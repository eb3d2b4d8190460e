//! Playable URL resolution
//!
//! A signed URL from the server always wins. Without one, the playback id is
//! substituted into the streaming template. Episodes with neither have no
//! playable source: that is a distinct "not available" state, not an error.

use crate::api::Episode;

/// Placeholder replaced by the playback id in stream templates
pub const PLAYBACK_ID_PLACEHOLDER: &str = "{playback_id}";

/// Playable URI for `episode`, or `None` if it has no source
pub fn resolve_uri(episode: &Episode, template: &str) -> Option<String> {
    if let Some(url) = non_empty(episode.signed_playback_url.as_deref()) {
        return Some(url.to_string());
    }

    let playback_id = non_empty(episode.playback_id.as_deref())?;
    if !template.contains(PLAYBACK_ID_PLACEHOLDER) {
        tracing::warn!("Stream template {:?} has no {} placeholder", template, PLAYBACK_ID_PLACEHOLDER);
        return None;
    }
    Some(template.replace(PLAYBACK_ID_PLACEHOLDER, playback_id))
}

/// Blank values count as missing; others pass through untouched
fn non_empty(value: Option<&str>) -> Option<&str> {
    value.filter(|v| !v.trim().is_empty())
}

#[cfg(test)]
mod tests {
    use super::*;
    use crate::player::episode::fixtures::episode;

    const TEMPLATE: &str = "https://stream.mux.com/{playback_id}.m3u8";

    #[test]
    fn signed_url_wins() {
        let mut ep = episode("a", 1);
        ep.signed_playback_url = Some("https://cdn.example/a.m3u8?token=t".to_string());
        assert_eq!(
            resolve_uri(&ep, TEMPLATE).as_deref(),
            Some("https://cdn.example/a.m3u8?token=t")
        );
    }

    #[test]
    fn signed_url_is_used_verbatim() {
        let mut ep = episode("a", 1);
        let signed = "https://cdn.example/a.m3u8?sig=ab%20cd \n";
        ep.signed_playback_url = Some(signed.to_string());
        assert_eq!(resolve_uri(&ep, TEMPLATE).as_deref(), Some(signed));
    }

    #[test]
    fn falls_back_to_template() {
        let mut ep = episode("a", 1);
        ep.signed_playback_url = Some("   ".to_string());
        assert_eq!(
            resolve_uri(&ep, TEMPLATE).as_deref(),
            Some("https://stream.mux.com/pb-a.m3u8")
        );
    }

    #[test]
    fn nothing_to_play() {
        let mut ep = episode("a", 1);
        ep.playback_id = Some(String::new());
        assert_eq!(resolve_uri(&ep, TEMPLATE), None);
        ep.playback_id = None;
        assert_eq!(resolve_uri(&ep, TEMPLATE), None);
    }

    #[test]
    fn template_without_placeholder_is_unusable() {
        assert_eq!(resolve_uri(&episode("a", 1), "https://fixed.example/x"), None);
    }
}
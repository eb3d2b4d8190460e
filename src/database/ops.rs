//! Database operations organized by entity type

mod watch_history;

pub use watch_history::*;
//! Database models for persistent storage
//! These models map directly to SQLite tables

use sqlx::FromRow;

/// Row of the `watch_history` table
#[derive(Debug, Clone, PartialEq, Eq, FromRow)]
pub struct DbWatchedEpisode {
    pub episode_id: String,
    /// Unix timestamp of the first time the episode was marked watched
    pub watched_at: i64,
}
//! Copy-on-write id set shared between handles
//!
//! Readers take `Arc` snapshots that never change under them; writers clone
//! the set, modify the clone and swap it in.

use std::collections::HashSet;
use std::sync::Arc;

use parking_lot::RwLock;

/// Immutable view of a set at one point in time
pub type IdSnapshot = Arc<HashSet<String>>;

#[derive(Clone, Default)]
pub struct SharedIdSet {
    inner: Arc<RwLock<IdSnapshot>>,
}

impl std::fmt::Debug for SharedIdSet {
    fn fmt(&self, f: &mut std::fmt::Formatter<'_>) -> std::fmt::Result {
        f.debug_struct("SharedIdSet")
            .field("len", &self.len())
            .finish()
    }
}

impl SharedIdSet {
    pub fn snapshot(&self) -> IdSnapshot {
        Arc::clone(&self.inner.read())
    }

    pub fn contains(&self, id: &str) -> bool {
        self.inner.read().contains(id)
    }

    pub fn len(&self) -> usize {
        self.inner.read().len()
    }

    pub fn is_empty(&self) -> bool {
        self.inner.read().is_empty()
    }

    /// Returns whether the id was new
    pub fn insert(&self, id: &str) -> bool {
        self.modify(|set| !set.contains(id), |set| {
            set.insert(id.to_string());
        })
    }

    /// Returns whether the id was present
    pub fn remove(&self, id: &str) -> bool {
        self.modify(|set| set.contains(id), |set| {
            set.remove(id);
        })
    }

    /// Returns whether any id was new
    pub fn extend(&self, ids: impl IntoIterator<Item = String>) -> bool {
        let ids: Vec<String> = ids.into_iter().collect();
        self.modify(
            |set| ids.iter().any(|id| !set.contains(id)),
            |set| set.extend(ids.iter().cloned()),
        )
    }

    /// Returns whether the set held anything
    pub fn clear(&self) -> bool {
        self.modify(|set| !set.is_empty(), HashSet::clear)
    }

    /// Swap in a modified copy, but only when `would_change` says so
    fn modify(
        &self,
        would_change: impl FnOnce(&HashSet<String>) -> bool,
        apply: impl FnOnce(&mut HashSet<String>),
    ) -> bool {
        let mut guard = self.inner.write();
        if !would_change(&guard) {
            return false;
        }
        let mut next = HashSet::clone(&guard);
        apply(&mut next);
        *guard = Arc::new(next);
        true
    }
}

#[cfg(test)]
mod tests {
    use super::*;

    #[test]
    fn snapshots_do_not_see_later_writes() {
        let set = SharedIdSet::default();
        assert!(set.insert("a"));
        let before = set.snapshot();

        assert!(set.insert("b"));
        assert!(!before.contains("b"));
        assert!(set.contains("b"));
        assert_eq!(set.len(), 2);
    }

    #[test]
    fn unchanged_writes_keep_the_snapshot() {
        let set = SharedIdSet::default();
        set.insert("a");
        let before = set.snapshot();

        assert!(!set.insert("a"));
        assert!(!set.remove("missing"));
        assert!(!set.extend(vec!["a".to_string()]));
        assert!(Arc::ptr_eq(&before, &set.snapshot()));
    }

    #[test]
    fn clear_reports_whether_anything_was_dropped() {
        let set = SharedIdSet::default();
        assert!(!set.clear());
        set.extend(vec!["a".to_string(), "b".to_string()]);
        assert!(set.clear());
        assert!(set.is_empty());
    }

    #[test]
    fn clones_share_the_set() {
        let set = SharedIdSet::default();
        let other = set.clone();
        set.insert("x");
        assert!(other.contains("x"));
        assert!(other.remove("x"));
        assert!(!set.contains("x"));
    }
}
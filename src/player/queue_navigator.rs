//! Queue navigation - single source of truth for index calculations
//!
//! Everything that needs to know which episode comes next or previous
//! (auto-advance, preloading, swipe commits) goes through [`PlaybackQueue`].
//! Navigation is strictly sequential: no looping past either end.

use super::episode::EffectiveEpisode;

/// Index of the episode with `target_id`, or 0 when it is not in the list.
///
/// A missing id is not an error; the queue must stay positioned.
pub fn resolve_index(episodes: &[EffectiveEpisode], target_id: &str) -> usize {
    episodes
        .iter()
        .position(|e| e.id() == target_id)
        .unwrap_or(0)
}

/// Result of adjacent index calculation
#[derive(Debug, Clone, Copy, PartialEq, Eq)]
pub struct AdjacentIndices {
    pub next: Option<usize>,
    pub prev: Option<usize>,
}

/// Ordered episodes of one show plus the current position
#[derive(Debug, Clone, Default, PartialEq)]
pub struct PlaybackQueue {
    episodes: Vec<EffectiveEpisode>,
    current_index: usize,
}

impl PlaybackQueue {
    /// Build a queue positioned on `start_id`
    pub fn new(episodes: Vec<EffectiveEpisode>, start_id: &str) -> Self {
        let current_index = resolve_index(&episodes, start_id);
        Self {
            episodes,
            current_index,
        }
    }

    pub fn episodes(&self) -> &[EffectiveEpisode] {
        &self.episodes
    }

    pub fn len(&self) -> usize {
        self.episodes.len()
    }

    pub fn is_empty(&self) -> bool {
        self.episodes.is_empty()
    }

    /// Current index, `None` while the queue is empty
    pub fn current_index(&self) -> Option<usize> {
        (!self.episodes.is_empty()).then_some(self.current_index)
    }

    pub fn current(&self) -> Option<&EffectiveEpisode> {
        self.episodes.get(self.current_index)
    }

    pub fn next_index(&self) -> Option<usize> {
        let next = self.current_index + 1;
        (next < self.episodes.len()).then_some(next)
    }

    pub fn prev_index(&self) -> Option<usize> {
        if self.episodes.is_empty() || self.current_index == 0 {
            None
        } else {
            Some(self.current_index - 1)
        }
    }

    /// Get both adjacent indices at once
    pub fn adjacent_indices(&self) -> AdjacentIndices {
        AdjacentIndices {
            next: self.next_index(),
            prev: self.prev_index(),
        }
    }

    pub fn next(&self) -> Option<&EffectiveEpisode> {
        self.next_index().and_then(|i| self.episodes.get(i))
    }

    pub fn previous(&self) -> Option<&EffectiveEpisode> {
        self.prev_index().and_then(|i| self.episodes.get(i))
    }

    pub fn has_next(&self) -> bool {
        self.next_index().is_some()
    }

    pub fn has_previous(&self) -> bool {
        self.prev_index().is_some()
    }

    /// Move to `index`. Out-of-range indices are rejected and leave the queue as is.
    pub fn advance_to(&mut self, index: usize) -> bool {
        if index >= self.episodes.len() {
            tracing::warn!(
                "Ignoring queue index {} (queue has {} episodes)",
                index,
                self.episodes.len()
            );
            return false;
        }
        self.current_index = index;
        true
    }

    /// Step forward. Returns `false` on the last episode.
    pub fn advance_next(&mut self) -> bool {
        match self.next_index() {
            Some(i) => self.advance_to(i),
            None => false,
        }
    }

    /// Step back. Returns `false` on the first episode.
    pub fn advance_previous(&mut self) -> bool {
        match self.prev_index() {
            Some(i) => self.advance_to(i),
            None => false,
        }
    }

    /// Whether `episodes` describes a different list than the current one
    /// (different ids or order), as opposed to an in-place flag update.
    pub fn is_same_list(&self, episodes: &[EffectiveEpisode]) -> bool {
        self.episodes.len() == episodes.len()
            && self
                .episodes
                .iter()
                .zip(episodes)
                .all(|(a, b)| a.id() == b.id())
    }

    /// Install a fresh list.
    ///
    /// A new list identity re-resolves the position from `start_id`; the same
    /// list with updated flags keeps the current index.
    pub fn replace(&mut self, episodes: Vec<EffectiveEpisode>, start_id: &str) -> bool {
        let identity_changed = !self.is_same_list(&episodes);
        if identity_changed {
            self.current_index = resolve_index(&episodes, start_id);
        }
        self.episodes = episodes;
        identity_changed
    }

    /// Flip the effective watched flag for one episode
    pub fn set_watched(&mut self, episode_id: &str, watched: bool) {
        if let Some(e) = self.episodes.iter_mut().find(|e| e.id() == episode_id) {
            e.watched = watched || e.episode.watched_on_server;
        }
    }
}

#[cfg(test)]
mod tests {
    use super::*;
    use crate::player::episode::fixtures::episodes;
    use crate::player::merge_watch_state;
    use std::collections::HashSet;

    fn queue(count: usize, start: &str) -> PlaybackQueue {
        PlaybackQueue::new(merge_watch_state(&episodes(count), &HashSet::new()), start)
    }

    #[test]
    fn resolves_every_present_id() {
        for n in 1..6 {
            let list = merge_watch_state(&episodes(n), &HashSet::new());
            for (i, e) in list.iter().enumerate() {
                assert_eq!(resolve_index(&list, e.id()), i);
            }
            assert_eq!(resolve_index(&list, "missing"), 0);
        }
    }

    #[test]
    fn neighbours_stay_in_bounds() {
        for n in 1..5 {
            for start in 0..n {
                let q = queue(n, &format!("ep{}", start));
                let adj = q.adjacent_indices();
                assert!(adj.next.is_none_or(|i| i < n));
                assert!(adj.prev.is_none_or(|i| i < n));
                assert_eq!(adj.next.is_none(), start == n - 1);
                assert_eq!(adj.prev.is_none(), start == 0);
            }
        }
    }

    #[test]
    fn empty_queue_has_no_current() {
        let q = PlaybackQueue::default();
        assert!(q.current().is_none());
        assert!(q.current_index().is_none());
        assert!(q.next().is_none());
        assert!(q.previous().is_none());
    }

    #[test]
    fn advance_stops_at_the_ends() {
        let mut q = queue(2, "ep0");
        assert!(!q.advance_previous());
        assert!(q.advance_next());
        assert_eq!(q.current().unwrap().id(), "ep1");
        assert!(!q.advance_next());
        assert_eq!(q.current_index(), Some(1));
        assert!(!q.advance_to(7));
    }

    #[test]
    fn flag_update_keeps_position() {
        let mut q = queue(3, "ep0");
        q.advance_next();

        let mut watched = HashSet::new();
        watched.insert("ep0".to_string());
        let same = merge_watch_state(&episodes(3), &watched);
        assert!(!q.replace(same, "ep0"));
        assert_eq!(q.current_index(), Some(1));
        assert!(q.episodes()[0].watched);

        let other = merge_watch_state(&episodes(5), &watched);
        assert!(q.replace(other, "ep3"));
        assert_eq!(q.current_index(), Some(3));
    }
}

-*-*-

(PROBLEM TO SOLVE): Among the lines above, find those holding "fixtures" and copy each one.

(OUTPUT):
    use crate::player::episode::fixtures::episode;
    use crate::player::episode::fixtures::episodes;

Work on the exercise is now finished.